This repository comprises of Docbot which is a multimodal chatbot with current expanse to take in pdf inputs and then generating the answer and revelant image regarding the query. This is done in three phase:-
- PDF Input goes in and with use of apache pdfbox library we parse it into text file
- PDF file is also given into input to a function which we extract images and the revelant texts regarding it( above/below text of image)
- The text file is sent through a sentence transformer which generates embedding space for the text
- The embedding file is then sent through ANNOY (Approximate Nearest Neighbour oh yeah) which makes tree structure correlating the embedding to each other
- Query comes in and is passed through Sentence Transformer and embeddings generated respectively.
- Embeddings is then compared to pdf file's text embedding and then nearest k revelant sentence to query are retrieved (where k is hyperparameter)
- The Query and nearest k sentence are sent through LLM Model (gemma 2b in our case) and revelant output is generated
- The output embedding representation is compared to the image captions and most revelant (by use of annoy algorithm) is then selected.
The answer and revelant image are given as output.
We support japanese language aswell as of right now and it basically same but the embedding generation is done using bert trained on japanese wiki
- Deploy the site and support multiple input type eg. docx
- Better database system
- Voice query support and output TTS
Details regarding the project and model: The details of the project and the model are given in the power point presentation named 'DOCBOT.pptx' in the current directory. A working vedio of the model name 'Working Clip.mp4' is also provided in the current directory.

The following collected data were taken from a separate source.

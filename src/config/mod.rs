use once_cell::sync::Lazy;
use serde::{Deserialize, Serialize};
use std::env;

#[derive(Debug, Clone, Serialize, Deserialize)]
pub struct AppConfig {
    pub environment: Environment,
    pub database: DatabaseConfig,
    pub security: SecurityConfig,
    pub break_glass: BreakGlassConfig,
    pub audit: AuditConfig,
}

#[derive(Debug, Clone, Serialize, Deserialize)]
pub enum Environment {
    Development,
    Staging,
    Production,
}

#[derive(Debug, Clone, Serialize, Deserialize)]
pub struct DatabaseConfig {
    pub max_connections: u32,
    /// Ceiling on waiting for a pooled connection, in seconds. A stuck
    /// pool surfaces as a retryable timeout instead of hanging callers.
    pub acquire_timeout_secs: u64,
    pub enable_query_logging: bool,
}

#[derive(Debug, Clone, Serialize, Deserialize)]
pub struct SecurityConfig {
    pub jwt_secret: String,
    pub jwt_expiry_hours: u64,
    pub enable_cors: bool,
    pub cors_origins: Vec<String>,
}

#[derive(Debug, Clone, Serialize, Deserialize)]
pub struct BreakGlassConfig {
    /// Maximum lifetime of an elevation grant. Sessions older than this
    /// read as inactive even without an explicit deactivation.
    pub session_lifetime_hours: i64,
    /// Overall execution ceiling for one activate/deactivate call, in
    /// seconds. Exceeding it fails the call with a retryable error.
    pub txn_exec_secs: u64,
}

#[derive(Debug, Clone, Serialize, Deserialize)]
pub struct AuditConfig {
    pub retention_days: u32,
    pub default_page_size: i64,
    pub max_page_size: i64,
}

impl AppConfig {
    pub fn from_env() -> Self {
        let environment = match env::var("APP_ENV").as_deref() {
            Ok("production") | Ok("prod") => Environment::Production,
            Ok("staging") | Ok("stage") => Environment::Staging,
            _ => Environment::Development,
        };

        // Set defaults based on environment, then override with specific env vars
        match environment {
            Environment::Production => Self::production(),
            Environment::Staging => Self::staging(),
            Environment::Development => Self::development(),
        }
        .with_env_overrides()
    }

    fn with_env_overrides(mut self) -> Self {
        // Database overrides
        if let Ok(v) = env::var("DATABASE_MAX_CONNECTIONS") {
            self.database.max_connections = v.parse().unwrap_or(self.database.max_connections);
        }
        if let Ok(v) = env::var("DATABASE_ACQUIRE_TIMEOUT_SECS") {
            self.database.acquire_timeout_secs = v.parse().unwrap_or(self.database.acquire_timeout_secs);
        }
        if let Ok(v) = env::var("DATABASE_ENABLE_QUERY_LOGGING") {
            self.database.enable_query_logging = v.parse().unwrap_or(self.database.enable_query_logging);
        }

        // Security overrides
        if let Ok(v) = env::var("JWT_SECRET") {
            self.security.jwt_secret = v;
        }
        if let Ok(v) = env::var("SECURITY_JWT_EXPIRY_HOURS") {
            self.security.jwt_expiry_hours = v.parse().unwrap_or(self.security.jwt_expiry_hours);
        }
        if let Ok(v) = env::var("SECURITY_ENABLE_CORS") {
            self.security.enable_cors = v.parse().unwrap_or(self.security.enable_cors);
        }
        if let Ok(v) = env::var("SECURITY_CORS_ORIGINS") {
            self.security.cors_origins = v.split(',').map(|s| s.trim().to_string()).collect();
        }

        // Break-glass overrides
        if let Ok(v) = env::var("BREAK_GLASS_SESSION_LIFETIME_HOURS") {
            self.break_glass.session_lifetime_hours =
                v.parse().unwrap_or(self.break_glass.session_lifetime_hours);
        }
        if let Ok(v) = env::var("BREAK_GLASS_TXN_EXEC_SECS") {
            self.break_glass.txn_exec_secs = v.parse().unwrap_or(self.break_glass.txn_exec_secs);
        }

        // Audit overrides
        if let Ok(v) = env::var("AUDIT_RETENTION_DAYS") {
            self.audit.retention_days = v.parse().unwrap_or(self.audit.retention_days);
        }
        if let Ok(v) = env::var("AUDIT_DEFAULT_PAGE_SIZE") {
            self.audit.default_page_size = v.parse().unwrap_or(self.audit.default_page_size);
        }
        if let Ok(v) = env::var("AUDIT_MAX_PAGE_SIZE") {
            self.audit.max_page_size = v.parse().unwrap_or(self.audit.max_page_size);
        }

        self
    }

    fn development() -> Self {
        Self {
            environment: Environment::Development,
            database: DatabaseConfig {
                max_connections: 10,
                acquire_timeout_secs: 30,
                enable_query_logging: true,
            },
            security: SecurityConfig {
                jwt_secret: "dev-secret-change-me".to_string(),
                jwt_expiry_hours: 24 * 7, // 1 week
                enable_cors: true,
                cors_origins: vec![
                    "http://localhost:3000".to_string(),
                    "http://localhost:5173".to_string(),
                ],
            },
            break_glass: BreakGlassConfig {
                session_lifetime_hours: 8,
                txn_exec_secs: 30,
            },
            audit: AuditConfig {
                retention_days: 30,
                default_page_size: 50,
                max_page_size: 1000,
            },
        }
    }

    fn staging() -> Self {
        Self {
            environment: Environment::Staging,
            database: DatabaseConfig {
                max_connections: 20,
                acquire_timeout_secs: 10,
                enable_query_logging: true,
            },
            security: SecurityConfig {
                jwt_secret: String::new(), // must come from JWT_SECRET
                jwt_expiry_hours: 24,
                enable_cors: true,
                cors_origins: vec!["https://staging.portal.example.edu".to_string()],
            },
            break_glass: BreakGlassConfig {
                session_lifetime_hours: 8,
                txn_exec_secs: 10,
            },
            audit: AuditConfig {
                retention_days: 180,
                default_page_size: 50,
                max_page_size: 500,
            },
        }
    }

    fn production() -> Self {
        Self {
            environment: Environment::Production,
            database: DatabaseConfig {
                max_connections: 50,
                acquire_timeout_secs: 5,
                enable_query_logging: false,
            },
            security: SecurityConfig {
                jwt_secret: String::new(), // must come from JWT_SECRET
                jwt_expiry_hours: 4,
                enable_cors: true,
                cors_origins: vec!["https://portal.example.edu".to_string()],
            },
            break_glass: BreakGlassConfig {
                session_lifetime_hours: 8,
                txn_exec_secs: 10,
            },
            audit: AuditConfig {
                retention_days: 365 * 2,
                default_page_size: 50,
                max_page_size: 500,
            },
        }
    }
}

// Global singleton config - initialized once at startup
pub static CONFIG: Lazy<AppConfig> = Lazy::new(AppConfig::from_env);

// Convenience function for accessing config
pub fn config() -> &'static AppConfig {
    &CONFIG
}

Python 3.10 or later pip package installer PyTorch (with CUDA support) if using Windows (installation instructions on PyTorch's official website) Installation:
#Clone the repository:
git clone https://github.com/Sukhvansh2004/DocBot-P22-B.git
#Navigate to the cloned repository directory and install the required packages:
pip install -r requirements.txt
#Running the Application:
#Ensure you have the necessary prerequisites installed. See Important Notes
#Start the Streamlit app:
streamlit run streamlit.py
Remember to install PyTorch with CUDA support on your device as per the official PyTorch installation instructions.
Additional Considerations: For enhanced performance and scalability, consider using a GPU-accelerated environment. Explore advanced question-answering techniques to improve the chatbot's accuracy and versatility.